== SOURCE MATERIAL ==

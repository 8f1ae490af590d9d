//! # GRC Schema Builder
//!
//! Core of a schema builder for Governance, Risk & Compliance forms. A
//! document is a tree of modules, forms and fields; the editor applies every
//! change as an immutable update and can export the result as pretty JSON.
//!
//! ## Quick Start
//!
//! ```rust,no_run
//! use grc_schema_builder::config::Settings;
//!
//! fn main() -> anyhow::Result<()> {
//!     let settings = Settings::new()?;
//!     let mut session = grc_schema_builder::create_session(&settings)?;
//!
//!     let module_id = session.add_module();
//!     let form_id = session.module(&module_id).add_form();
//!     println!("{}", session.preview_json()?);
//!     Ok(())
//! }
//! ```
//!
//! ## Architecture
//!
//! - **Domain**: schema types, copy-on-write mutations, ports
//! - **Editor**: the session (snapshot, selection, drafts) and scoped handles
//! - **Adapters**: id generators, clocks, clipboard sinks, command scripts
//! - **Config**: configuration management

pub mod adapters;
pub mod cli;
pub mod config;
pub mod domain;
pub mod editor;

use std::sync::Arc;

use crate::adapters::clipboard::{DiscardSink, FileSink, StdoutSink};
use crate::adapters::clock::SystemClock;
use crate::adapters::ids::{SequentialGenerator, UuidGenerator};
use crate::config::{ClipboardTarget, IdStrategy, Settings};
use crate::domain::{ClipboardSink, IdGenerator};
use crate::editor::EditorSession;

/// Builds an empty editor session wired to the configured adapters.
pub fn create_session(settings: &Settings) -> anyhow::Result<EditorSession> {
    let ids: Arc<dyn IdGenerator> = match settings.editor.id_strategy {
        IdStrategy::Uuid => Arc::new(UuidGenerator),
        IdStrategy::Sequential => Arc::new(SequentialGenerator::new(settings.editor.sequential_prefix.clone())),
    };

    let clipboard: Arc<dyn ClipboardSink> = match settings.export.clipboard {
        ClipboardTarget::Stdout => Arc::new(StdoutSink),
        ClipboardTarget::Discard => Arc::new(DiscardSink),
        ClipboardTarget::File => {
            let path = settings
                .export
                .clipboard_path
                .clone()
                .ok_or_else(|| anyhow::anyhow!("export.clipboard_path is required for the file clipboard"))?;
            Arc::new(FileSink::new(path))
        }
    };

    tracing::debug!(
        ids = ?settings.editor.id_strategy,
        clipboard = ?settings.export.clipboard,
        reorder_base = settings.editor.reorder_base,
        "creating editor session"
    );

    Ok(EditorSession::new(ids, Arc::new(SystemClock), clipboard).with_reorder_base(settings.editor.reorder_base))
}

===

**PROBLEM STATEMENT**
In the records above, how many lines hold the string "EditorSession"? Only the number should be given.

**RESPONSE TO THE TASK**
3